Auch der migrationspolitische Kurs wird von den Delegierten noch verschärft, auch qualifizierte Einwanderung soll stark eingeschränkt werden. Warnungen, man zeige sich hier angesichts des Fachkräftemangels als ahnungslos, werden niederargumentiert. Es setzt sich die Formulierung durch, der „sogenannte Fachkräftemangel“ sei ein „konstruktives Narrativ der Industrie- und Wirtschaftsverbände sowie anderer Lobbyvereine“. Auch der Familiennachzug wird komplett abgelehnt – gegen die Mahnung, man sei eine Familienpartei.
Björn Höcke agiert, wenn er Mehrheiten drehen kann
Einer der Protagonisten des Radikalisierungskurses: Björn Höcke. Immer wieder tritt der extrem rechte Thüringer Landeschef ans Mikrofon, warnt mal vor einer „kulturellen Kernschmelze“ durch Zuwanderung und votiert für eine Abschaffung des Verfassungsschutzes. Leidenschaftlich setzt er sich auch für eine Corona-Resolution ein, mit welcher die Partei nahe ans Protestmilieu gegen alle Pandemiemaßnahmen heranrückt: Die AfD verlangt darin im Prinzip komplette Freiwilligkeit bei allen Schutzmaßnahmen. Höcke spricht in einem Interview mit dem ZDF dazu von einer „herbeigetesteten Pandemie“. Der führende Kopf des ultrarechten Parteiflügels ist bei diesem Parteitag präsenter denn je. Er agiert, wo er damit rechnen kann, Mehrheiten zu drehen.

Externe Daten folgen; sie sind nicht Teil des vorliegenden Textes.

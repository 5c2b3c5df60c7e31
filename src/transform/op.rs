//! Transform operation descriptors
//!
//! A pipeline is an immutable, ordered list of operations. Operations are
//! purely descriptive; all runtime state lives in the runner and the
//! pipeline manager.

use crate::expr::Expr;

use super::aggregate::Aggregate;

/// Column added by `groupBy` holding the 0-based group index.
pub const GROUP_COLUMN: &str = "_group_";

/// Column emitted by `join` holding the shared key value.
pub const JOIN_COLUMN: &str = "_join_";

/// One table-level operation.
#[derive(Debug, Clone, PartialEq)]
pub enum Transform {
    /// Keep rows whose predicate is truthy; missing drops the row.
    Filter(Expr),
    /// Set or overwrite a column for every row.
    Mutate {
        /// Target column name
        column: String,
        /// Expression evaluated per row
        value: Expr,
    },
    /// Project onto exactly the named columns, in the given order.
    Select(Vec<String>),
    /// Stable multi-key sort, left-to-right key priority.
    Sort {
        /// Sort key columns
        columns: Vec<String>,
        /// Applies uniformly to all keys
        descending: bool,
    },
    /// Assign `_group_` by rank of first appearance of the column's value.
    GroupBy(String),
    /// Remove `_group_`; a no-op when no grouping is present.
    Ungroup,
    /// One scalar per group for each `(aggregate, column)` pair.
    Summarize(Vec<(Aggregate, String)>),
    /// Equijoin of two previously published tables.
    Join {
        /// Registry name of the left table
        left_name: String,
        /// Key column in the left table
        left_column: String,
        /// Registry name of the right table
        right_name: String,
        /// Key column in the right table
        right_column: String,
    },
    /// Publish the current table under a name; passes the table through.
    Notify(String),
}

impl Transform {
    /// The wire name used in serialized operation arrays.
    pub fn name(&self) -> &'static str {
        match self {
            Transform::Filter(_) => "filter",
            Transform::Mutate { .. } => "mutate",
            Transform::Select(_) => "select",
            Transform::Sort { .. } => "sort",
            Transform::GroupBy(_) => "groupBy",
            Transform::Ungroup => "ungroup",
            Transform::Summarize(_) => "summarize",
            Transform::Join { .. } => "join",
            Transform::Notify(_) => "notify",
        }
    }
}

/// An ordered pipeline of transforms. Immutable once constructed.
#[derive(Debug, Clone, Default, PartialEq)]
pub struct Pipeline {
    ops: Vec<Transform>,
}

impl Pipeline {
    /// Creates an empty pipeline.
    pub fn new() -> Self {
        Self::default()
    }

    /// Creates a pipeline from operations.
    pub fn from_ops(ops: Vec<Transform>) -> Self {
        Self { ops }
    }

    /// Appends an operation (builder style).
    pub fn then(mut self, op: Transform) -> Self {
        self.ops.push(op);
        self
    }

    /// The operations, in execution order.
    pub fn ops(&self) -> &[Transform] {
        &self.ops
    }

    /// Number of operations.
    pub fn len(&self) -> usize {
        self.ops.len()
    }

    /// Returns true if the pipeline has no operations.
    pub fn is_empty(&self) -> bool {
        self.ops.is_empty()
    }
}

#[cfg(test)]
mod tests {
    use super::*;
    use crate::expr::Expr;

    #[test]
    fn test_builder() {
        let pipeline = Pipeline::new()
            .then(Transform::Filter(Expr::column("alive")))
            .then(Transform::Notify("survivors".into()));
        assert_eq!(pipeline.len(), 2);
        assert_eq!(pipeline.ops()[0].name(), "filter");
        assert_eq!(pipeline.ops()[1].name(), "notify");
    }

    #[test]
    fn test_op_names() {
        assert_eq!(Transform::Ungroup.name(), "ungroup");
        assert_eq!(Transform::GroupBy("x".into()).name(), "groupBy");
        assert_eq!(Transform::Select(vec![]).name(), "select");
    }
}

Am Abend, viele Delegierte sind abgereist, holt Höcke noch einmal zum Schlag aus: Er erhält eine Mehrheit dafür, den von Meuthen geschassten Leiter der Arbeitsgruppe Verfassungsschutz, Roland Hartwig, wieder einzusetzen. Seine Rede nutzt er zu einer Attacke gegen den Bundesvorstand. Die Botschaft ist klar: Hier zeigt einer seine Kraft.
Nach diesem Wochenende ist die AfD radikaler aufgestellt als geplant. Ob das der Kurs der Zukunft wird, werden die nächsten Monate zeigen. Im November wird eine neue Parteispitze gewählt. Bei der Spitzenkandidatur für die Bundestagswahl ist noch alles offen. Fest steht nur die Kandidatur von Co-Chef Tino Chrupalla und der digitalpolitischen Sprecherin Joana Cotar aus Hessen, die im Meuthen-Lager verortet wird. Fraktionschefin Alice Weidel hat offengelassen, wie sie sich entscheidet.